Well if her ligs are "more" gone than they were last night then they may not have been totally gone before. It has been my experience that the ligs can get really soft, almost gone but not quite, and harden up again, get soft again, etc. several days before kidding. But once they are totally, completely gone so that you can pretty much touch your finger and thumb together around her tail head and there is nothing to be felt but the empty hollows, then you've got pretty much 12-24 hours to go.


----------



## jduwall (Aug 7, 2009)

*Re: Sitting in the barn...but should I be?*

I am so excited for you...I remember waiting last year...it seems like forever... hang in there


----------



## firelight27 (Apr 25, 2009)

*Re: Sitting in the barn...but should I be?*

My last doe of the year this summer took SO long. I think it took her a full 48 hours after she completely lost her ligs. I was literally up for two nights straight. I maybe got three hours of sleep total in that time. Because she had no ligs, I was checking on her once an hour all day and night. When she finally went into labor (she was panting, pawing, peeing literally ever two minutes and her tail was arching with contractions) I sat down at the barn. I literally read half of the first Twilight book waiting. And of course she gave birth at 2 A.M.
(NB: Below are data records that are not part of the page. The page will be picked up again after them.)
//! Rule administration.
//!
//! [`RuleAdmin`] is the create/list/delete boundary for bans, whitelist
//! entries and auto-ban paths. Patterns are validated before storage and are
//! never normalized. Every successful mutation reloads the affected set, so
//! the change is in force for requests that start after the call returns.

use crate::db::{AutoBanPathRule, BanRecord, Database, NewBan, RuleKind, WhitelistEntry};
use crate::error::AdminError;
use crate::security::pattern::{match_ip, validate_ip_pattern, validate_path_pattern};
use crate::security::pattern_cache::PatternCache;
use std::sync::Arc;
use tracing::info;

/// Input for an admin-created ban.
#[derive(Debug, Clone, Copy, Default)]
pub struct BanRequest<'a> {
    pub pattern: &'a str,
    pub notes: &'a str,
    /// Advisory, supplied by the caller.
    pub country_code: Option<&'a str>,
}

/// Service layer over the rule tables and the pattern cache.
pub struct RuleAdmin {
    db: Database,
    cache: Arc<PatternCache>,
}

impl RuleAdmin {
    pub fn new(db: Database, cache: Arc<PatternCache>) -> Self {
        Self { db, cache }
    }

    // ========== Bans ==========

    /// Create a ban on behalf of admin `created_by` connecting from `actor_ip`.
    ///
    /// A pattern that would cover `actor_ip` is rejected with
    /// [`AdminError::SelfBan`] and nothing is written.
    pub async fn create_ban(
        &self,
        actor_ip: &str,
        created_by: i64,
        request: BanRequest<'_>,
    ) -> Result<BanRecord, AdminError> {
        validate_ip_pattern(request.pattern)?;

        if match_ip(request.pattern, actor_ip) {
            return Err(AdminError::SelfBan(request.pattern.to_string()));
        }

        let record = self
            .db
            .rules()
            .add_ban(&NewBan {
                pattern: request.pattern,
                notes: request.notes,
                triggering_url: "",
                country_code: request.country_code,
                created_by,
            })
            .await?;

        info!(pattern = %record.pattern, created_by, "Ban created");
        self.refresh(RuleKind::BannedIp).await;
        Ok(record)
    }

    pub async fn list_bans(&self) -> Result<Vec<BanRecord>, AdminError> {
        Ok(self.db.rules().list_bans().await?)
    }

    pub async fn delete_ban(&self, id: i64) -> Result<(), AdminError> {
        self.delete(RuleKind::BannedIp, id).await
    }

    // ========== Whitelist ==========

    pub async fn create_whitelist(
        &self,
        pattern: &str,
        notes: &str,
        created_by: i64,
    ) -> Result<WhitelistEntry, AdminError> {
        validate_ip_pattern(pattern)?;

        let entry = self
            .db
            .rules()
            .add_whitelist(pattern, notes, created_by)
            .await?;

        info!(pattern = %entry.pattern, created_by, "Whitelist entry created");
        self.refresh(RuleKind::WhitelistIp).await;
        Ok(entry)
    }

    pub async fn list_whitelist(&self) -> Result<Vec<WhitelistEntry>, AdminError> {
        Ok(self.db.rules().list_whitelist().await?)
    }

    pub async fn delete_whitelist(&self, id: i64) -> Result<(), AdminError> {
        self.delete(RuleKind::WhitelistIp, id).await
    }

    // ========== Auto-ban paths ==========

    pub async fn create_autoban_path(
        &self,
        pattern: &str,
        notes: &str,
        created_by: i64,
    ) -> Result<AutoBanPathRule, AdminError> {
        validate_path_pattern(pattern)?;

        let rule = self
            .db
            .rules()
            .add_autoban_path(pattern, notes, created_by)
            .await?;

        info!(pattern = %rule.pattern, created_by, "Auto-ban path created");
        self.refresh(RuleKind::AutoBanPath).await;
        Ok(rule)
    }

    pub async fn list_autoban_paths(&self) -> Result<Vec<AutoBanPathRule>, AdminError> {
        Ok(self.db.rules().list_autoban_paths().await?)
    }

    pub async fn delete_autoban_path(&self, id: i64) -> Result<(), AdminError> {
        self.delete(RuleKind::AutoBanPath, id).await
    }

    async fn delete(&self, kind: RuleKind, id: i64) -> Result<(), AdminError> {
        if !self.db.rules().remove_rule(kind, id).await? {
            return Err(AdminError::NotFound(id));
        }

        info!(kind = %kind, id, "Rule deleted");
        self.refresh(kind).await;
        Ok(())
    }

    /// The row is already committed, so a failed reload keeps the old
    /// snapshot rather than failing the call.
    async fn refresh(&self, kind: RuleKind) {
        self.cache.reload_or_keep(kind, &self.db).await;
    }
}

#[cfg(test)]
mod tests {
    use super::*;
    use crate::security::PatternError;

    async fn setup() -> (Database, Arc<PatternCache>, RuleAdmin) {
        let db = Database::new(":memory:").await.unwrap();
        let cache = Arc::new(PatternCache::new());
        let admin = RuleAdmin::new(db.clone(), Arc::clone(&cache));
        (db, cache, admin)
    }

    fn ban(pattern: &str) -> BanRequest<'_> {
        BanRequest {
            pattern,
            notes: "test",
            country_code: None,
        }
    }

    #[tokio::test]
    async fn test_create_ban_reloads_cache() {
        let (_db, cache, admin) = setup().await;

        let record = admin
            .create_ban(
                "192.168.1.10",
                1,
                BanRequest {
                    pattern: "10.0.0.*",
                    notes: "scanner range",
                    country_code: Some("NL"),
                },
            )
            .await
            .unwrap();

        assert_eq!(record.created_by, 1);
        assert_eq!(record.country_code.as_deref(), Some("NL"));
        assert_eq!(cache.banned.find_match("10.0.0.5").as_deref(), Some("10.0.0.*"));
    }

    #[tokio::test]
    async fn test_self_ban_is_rejected() {
        let (db, cache, admin) = setup().await;

        let err = admin
            .create_ban("192.168.1.10", 1, ban("192.168.1.*"))
            .await
            .unwrap_err();
        assert!(matches!(err, AdminError::SelfBan(ref p) if p == "192.168.1.*"));

        let err = admin
            .create_ban("192.168.1.10", 1, ban("192.168.1.10"))
            .await
            .unwrap_err();
        assert!(matches!(err, AdminError::SelfBan(_)));

        assert_eq!(db.rules().count_rules(RuleKind::BannedIp).await.unwrap(), 0);
        assert!(cache.banned.is_empty());
    }

    #[tokio::test]
    async fn test_invalid_patterns_are_rejected() {
        let (db, _cache, admin) = setup().await;

        let err = admin.create_ban("1.1.1.1", 1, ban("*")).await.unwrap_err();
        assert!(matches!(err, AdminError::InvalidPattern(PatternError::Global(_))));

        let err = admin.create_ban("1.1.1.1", 1, ban("10.0.0.1 ")).await.unwrap_err();
        assert!(matches!(err, AdminError::InvalidPattern(PatternError::InvalidCharacter(' '))));

        let err = admin.create_autoban_path("wp-admin", "", 1).await.unwrap_err();
        assert!(matches!(err, AdminError::InvalidPattern(PatternError::MissingLeadingSlash)));

        let err = admin.create_whitelist("", "", 1).await.unwrap_err();
        assert!(matches!(err, AdminError::InvalidPattern(PatternError::Empty)));

        assert_eq!(db.rules().count_rules(RuleKind::BannedIp).await.unwrap(), 0);
    }

    #[tokio::test]
    async fn test_duplicate_is_already_exists() {
        let (_db, _cache, admin) = setup().await;

        admin.create_autoban_path("/.env", "", 1).await.unwrap();
        let err = admin.create_autoban_path("/.env", "", 1).await.unwrap_err();
        assert!(matches!(err, AdminError::AlreadyExists(ref p) if p == "/.env"));

        admin.create_ban("1.1.1.1", 1, ban("5.5.5.5")).await.unwrap();
        let err = admin.create_ban("1.1.1.1", 1, ban("5.5.5.5")).await.unwrap_err();
        assert!(matches!(err, AdminError::AlreadyExists(_)));
    }

    #[tokio::test]
    async fn test_delete_reloads_cache() {
        let (_db, cache, admin) = setup().await;

        let entry = admin.create_whitelist("10.1.*", "office", 1).await.unwrap();
        assert!(cache.whitelist.find_match("10.1.2.3").is_some());

        admin.delete_whitelist(entry.id).await.unwrap();
        assert!(cache.whitelist.find_match("10.1.2.3").is_none());
        assert!(admin.list_whitelist().await.unwrap().is_empty());

        let err = admin.delete_whitelist(entry.id).await.unwrap_err();
        assert!(matches!(err, AdminError::NotFound(id) if id == entry.id));
    }

    #[tokio::test]
    async fn test_list_and_delete_each_kind() {
        let (_db, cache, admin) = setup().await;

        let b = admin.create_ban("1.1.1.1", 1, ban("6.6.6.6")).await.unwrap();
        let p = admin.create_autoban_path("/wp-admin*", "", 1).await.unwrap();

        assert_eq!(admin.list_bans().await.unwrap().len(), 1);
        assert_eq!(admin.list_autoban_paths().await.unwrap()[0].pattern, "/wp-admin*");
        assert!(cache.autoban_paths.find_match("/wp-admin/setup.php").is_some());

        admin.delete_ban(b.id).await.unwrap();
        admin.delete_autoban_path(p.id).await.unwrap();

        assert!(cache.banned.is_empty());
        assert!(cache.autoban_paths.is_empty());
    }
}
Her sister, on the other hand, lost her ligs and had kids within ten hours and gave birth around 4 or 5 P.M. so I didn't lose any sleep over that one. Although I did sit with her for the last several hours before she kidded, playing Zelda on a Nintendo DS. I'm a nerd.


----------



## fruittartcaprines (Mar 3, 2010)

*Re: Sitting in the barn...but should I be?*

Oh dear. Not sure I can take 48 hours more...I'm already down the newest Dan Brown book...maybe I need to pick a thicker book! I'm a nerd too!

This every hour thing stinks! Or maybe it's just the whole concept of waiting, lol! I have my coffee now and will be headed back down to the barn in a bit. Gotta let my toes warm up.


----------



## liz (Oct 5, 2007)

*Re: Sitting in the barn...but should I be?*

From those pics, I'd say that Rende looks to have some time to go....her udder isn't quite there yet, she has room to fill. You will definately know for sure within hours when she's truly ready because that udder will be doubled in size. Some does though won't fill totally til after they deliver but I've personally not seen that happen. My nigi Binkey literally goes from cantalope size to soccer ball size 24 hours before she delivers...her udder grows right before my eyes!


----------



## fruittartcaprines (Mar 3, 2010)

*Re: Sitting in the barn...but should I be?*

Oh Liz I hope that's not the case- her udder is bigger now than when I got her (in milk). She had had mastitis and she had one side that was slightly smaller than what she has now and one totally dried up. We weren't sure if it would come back at all. I know piney isn't quite there yet because I remember her udder after she freshened last year, but I didnt have rende until after she had already freshened and her kids were a few months old. Her udder right now is almost basket ball sized, and it feels pretty taut, even the wrinkles left on the mastitis side are gone.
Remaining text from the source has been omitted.